NaturallyCurly: Please introduce yourself!Maeve Kennedy Gormly: My name is Maeve Kennedy Gormly and I am from Stockton, California. I am 22 years old, and I am working on my MSW with a clinical concentration in mental health at the Boston College Graduate School of Social Work.
NC: How and when did you start embracing your curls?
MKG: I've had my share of hair trauma, including the time my dad broke a hairbrush trying to untangle my hair, attempting to use baby oil as conditioner in seventh grade and my ninth grade crush telling me that I might be attractive if only I could "do something" about my hair.
My hair was pretty straight from ages four to fourteen, but with puberty came waves and frizz. I tried to iron and spray my hair straight. Sometime in high school, I realized that I wasn't meant to have the smooth, straight hair that I so desperately wanted, so when I went to college, I didn't pack my straightener.
NC: What is your current routine?
MKG: Over the years, I've learned that my hair looks better when I do less, so I try to keep my routine as low maintenance as possible. I almost never straighten or blow dry my hair. I only detangle my hair in the shower when it is doused in conditioner, and I try not to use shampoo more than once or twice a week instead of washing my hair the "normal" way, I just rinse it thoroughly or use conditioner.
NC: So from start to finish, on a curly day, what's your process?
MKG: My hair is more wavy than truly curly. Sometimes I just let my hair air dry without any product, but that means crazy frizz and limp waves by lunchtime. Usually, I use some mousse, leave-in curl conditioner, or spray gel. If I really want my hair to last throughout the day, I use hair spray. My hair tends to devour product, so I do not really need to worry about stiffness, even if I use gel or hair spray.
NC: What are your must-have products and tools?
MKG: I don't go anywhere without a hair elastic, because frizz happens. I am not too picky about my products and I maintain a strict budget, so I use products from Garnier Fructis Sleek & Shine, Curl, or Wonder Waves line or from Herbal Essences Totally Twisted line. When my hair gets really dry, I use an Aussie or Pantene deep conditioner.
NC: What are your favorite hairstyles to wear with your curls?
MKG: Nothing too fancy — I usually just let it fall as it will or I'll pin a little back or to the side to keep it out of my face.
NC: What do you do at nighttime for your hair?
MKG: If I am going to bed with wet hair, I either braid it or use mousse or an anti-frizz cream. If I am going to bed with hair that is already dry and curly, I sometimes "pineapple" it or put it in a loose braid to keep it from getting tangled.
NC: What reaction did you get when you first decided to go natural?

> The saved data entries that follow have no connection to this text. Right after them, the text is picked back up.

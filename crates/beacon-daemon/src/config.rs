//! Configuration for beacon-daemon

use beacon_registry::{ListPolicy, LivenessPolicy, StalePolicy};
use serde::{Deserialize, Serialize};
use std::net::SocketAddr;
use std::time::Duration;

/// Main daemon configuration
#[derive(Debug, Clone, Default, Serialize, Deserialize)]
pub struct DaemonConfig {
    /// Server configuration
    #[serde(default)]
    pub server: ServerConfig,

    /// Registry and liveness configuration
    #[serde(default)]
    pub registry: RegistryConfig,

    /// Logging configuration
    #[serde(default)]
    pub logging: LoggingConfig,
}

/// Server configuration
#[derive(Debug, Clone, Serialize, Deserialize)]
pub struct ServerConfig {
    /// Listen address
    #[serde(default = "default_listen_addr")]
    pub listen_addr: SocketAddr,

    /// Enable CORS
    #[serde(default = "default_true")]
    pub enable_cors: bool,

    /// Request timeout in seconds
    #[serde(default = "default_request_timeout")]
    pub request_timeout_secs: u64,

    /// Maximum request body size in bytes
    #[serde(default = "default_max_body_size")]
    pub max_body_size: usize,
}

impl Default for ServerConfig {
    fn default() -> Self {
        Self {
            listen_addr: default_listen_addr(),
            enable_cors: true,
            request_timeout_secs: default_request_timeout(),
            max_body_size: default_max_body_size(),
        }
    }
}

/// Registry configuration
#[derive(Debug, Clone, Serialize, Deserialize)]
pub struct RegistryConfig {
    /// Seconds without a heartbeat before a broadcaster is stale
    #[serde(default = "default_liveness_timeout")]
    pub liveness_timeout_secs: u64,

    /// Seconds between liveness sweeps
    #[serde(default = "default_sweep_interval")]
    pub sweep_interval_secs: u64,

    /// Demote stale broadcasters to inactive, or evict them
    #[serde(default)]
    pub stale_policy: StalePolicy,

    /// Seconds an inactive broadcaster is kept; 0 keeps it until deregistered
    #[serde(default = "default_inactive_retention")]
    pub inactive_retention_secs: u64,

    /// Include inactive broadcasters in list responses
    #[serde(default = "default_true")]
    pub list_inactive: bool,
}

impl Default for RegistryConfig {
    fn default() -> Self {
        Self {
            liveness_timeout_secs: default_liveness_timeout(),
            sweep_interval_secs: default_sweep_interval(),
            stale_policy: StalePolicy::default(),
            inactive_retention_secs: default_inactive_retention(),
            list_inactive: true,
        }
    }
}

impl RegistryConfig {
    pub fn liveness_policy(&self) -> LivenessPolicy {
        LivenessPolicy {
            timeout: Duration::from_secs(self.liveness_timeout_secs),
            stale_policy: self.stale_policy,
            inactive_retention: match self.inactive_retention_secs {
                0 => None,
                secs => Some(Duration::from_secs(secs)),
            },
        }
    }

    pub fn list_policy(&self) -> ListPolicy {
        ListPolicy {
            include_inactive: self.list_inactive,
        }
    }

    pub fn sweep_interval(&self) -> Duration {
        Duration::from_secs(self.sweep_interval_secs)
    }
}

/// Logging configuration
#[derive(Debug, Clone, Serialize, Deserialize)]
pub struct LoggingConfig {
    /// Log level
    #[serde(default = "default_log_level")]
    pub level: String,

    /// JSON format
    #[serde(default)]
    pub json: bool,
}

impl Default for LoggingConfig {
    fn default() -> Self {
        Self {
            level: default_log_level(),
            json: false,
        }
    }
}

// Default value helpers
fn default_true() -> bool {
    true
}

fn default_listen_addr() -> SocketAddr {
    SocketAddr::from(([127, 0, 0, 1], 5000))
}

fn default_request_timeout() -> u64 {
    30
}

fn default_max_body_size() -> usize {
    64 * 1024
}

fn default_liveness_timeout() -> u64 {
    15
}

fn default_sweep_interval() -> u64 {
    5
}

fn default_inactive_retention() -> u64 {
    300
}

fn default_log_level() -> String {
    "info".to_string()
}

impl DaemonConfig {
    /// Load configuration: defaults, then the optional file, then
    /// `BEACON__SECTION__KEY` environment variables
    pub fn load(path: Option<&str>) -> Result<Self, config::ConfigError> {
        let mut builder = config::Config::builder();

        // Add default configuration
        builder = builder.add_source(config::Config::try_from(&DaemonConfig::default())?);

        // Add file configuration if provided
        if let Some(path) = path {
            builder = builder.add_source(config::File::with_name(path).required(false));
        }

        builder = builder.add_source(
            config::Environment::with_prefix("BEACON")
                .prefix_separator("__")
                .separator("__")
                .try_parsing(true),
        );

        let config: DaemonConfig = builder.build()?.try_deserialize()?;
        config.validate()?;
        Ok(config)
    }

    /// Reject settings the liveness monitor cannot run with
    pub fn validate(&self) -> Result<(), config::ConfigError> {
        if self.registry.liveness_timeout_secs == 0 {
            return Err(config::ConfigError::Message(
                "registry.liveness_timeout_secs must be greater than zero".to_string(),
            ));
        }
        if self.registry.sweep_interval_secs == 0 {
            return Err(config::ConfigError::Message(
                "registry.sweep_interval_secs must be greater than zero".to_string(),
            ));
        }
        Ok(())
    }
}

#[cfg(test)]
mod tests {
    use super::*;

    #[test]
    fn test_default_config() {
        let config = DaemonConfig::default();
        assert_eq!(config.server.listen_addr.port(), 5000);
        assert!(config.server.enable_cors);
        assert_eq!(config.registry.stale_policy, StalePolicy::MarkInactive);
        assert!(config.registry.list_inactive);
        assert!(config.validate().is_ok());
    }

    #[test]
    fn test_liveness_policy_conversion() {
        let mut registry = RegistryConfig::default();
        let policy = registry.liveness_policy();
        assert_eq!(policy.timeout, Duration::from_secs(15));
        assert_eq!(policy.inactive_retention, Some(Duration::from_secs(300)));

        registry.inactive_retention_secs = 0;
        assert_eq!(registry.liveness_policy().inactive_retention, None);
        assert_eq!(registry.sweep_interval(), Duration::from_secs(5));
    }

    #[test]
    fn test_validate_rejects_zero_durations() {
        let mut config = DaemonConfig::default();
        config.registry.sweep_interval_secs = 0;
        assert!(config.validate().is_err());

        let mut config = DaemonConfig::default();
        config.registry.liveness_timeout_secs = 0;
        assert!(config.validate().is_err());
    }

    #[test]
    fn test_deserialize_partial_registry_section() {
        let config: DaemonConfig = serde_json::from_str(
            r#"{"registry": {"stale_policy": "evict", "list_inactive": false}}"#,
        )
        .unwrap();
        assert_eq!(config.registry.stale_policy, StalePolicy::Evict);
        assert!(!config.registry.list_inactive);
        assert_eq!(config.registry.liveness_timeout_secs, 15);
        assert_eq!(config.server.listen_addr.port(), 5000);
    }

    #[test]
    fn test_load_without_file_uses_defaults() {
        let config = DaemonConfig::load(None).unwrap();
        assert_eq!(config.registry.sweep_interval_secs, 5);
        assert_eq!(config.logging.level, "info");
    }
}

MKG: Almost all of the feedback was positive when I started to "roll with the wave" because my straightening attempts usually just left my hair looking poofy.
NC: What is the best thing about being curly?
MKG: No one can tell if it is not cut perfectly! I have been cutting my hair at home for almost ten years, which is nice for my budget! I used to cut it wet, but now I cut it piece by piece when it is dry and curly. It's nice being able to count on beachy waves after swimming in the ocean. Above all, I think the best part is versatility — curly hair is just a little more interesting than straight hair.
NC: How do you think having curly hair impacts your everyday life?
MKG: Having wavy/curly hair taught me valuable lessons about vanity, humility, and self-worth. I was deeply insecure about my hair as a teenager, and before I learned how to make my hair work for me, I learned to value myself beyond what I saw (and often loathed) in the mirror.
At fifteen, before I understood any of the deeper social and cultural contexts, I swore that India.Arie was singing "I am not my hair" directly to me. I learned to not feel boxed in or defined by my hair, my freckles, my weight or whatever my insecurity of the week might be.
NC: What would you tell others to encourage them to embrace their curls?
MKG: Going with whatever your hair wants to be naturally saves so much time and energy. You have curly hair? Rock it! Straight hair? That's great too! No hair? I'm sure that you have a beautiful head! We turn our hair, and our appearance in general, into a symbol of who we are, how pretty we are, how special we are — but when it comes down to it, it's just hair. You are more important than what is on your head — you are not an object to be tweaked and fixed, and your value is much deeper than your appearance.
NC: Tell us about your current and upcoming projects!
MKG: I am enjoying grad school and interning as a counselor at El Centro de Cardenal, a youth GED program that is part of the Dorchester branch of Catholic Charities. This is also my third year as a resident assistant at Boston College, where I have had the opportunity to get to know many amazing women and men. I like life chats, tea, cooking and bicycles, and I am always looking for half-decent horchata in Boston.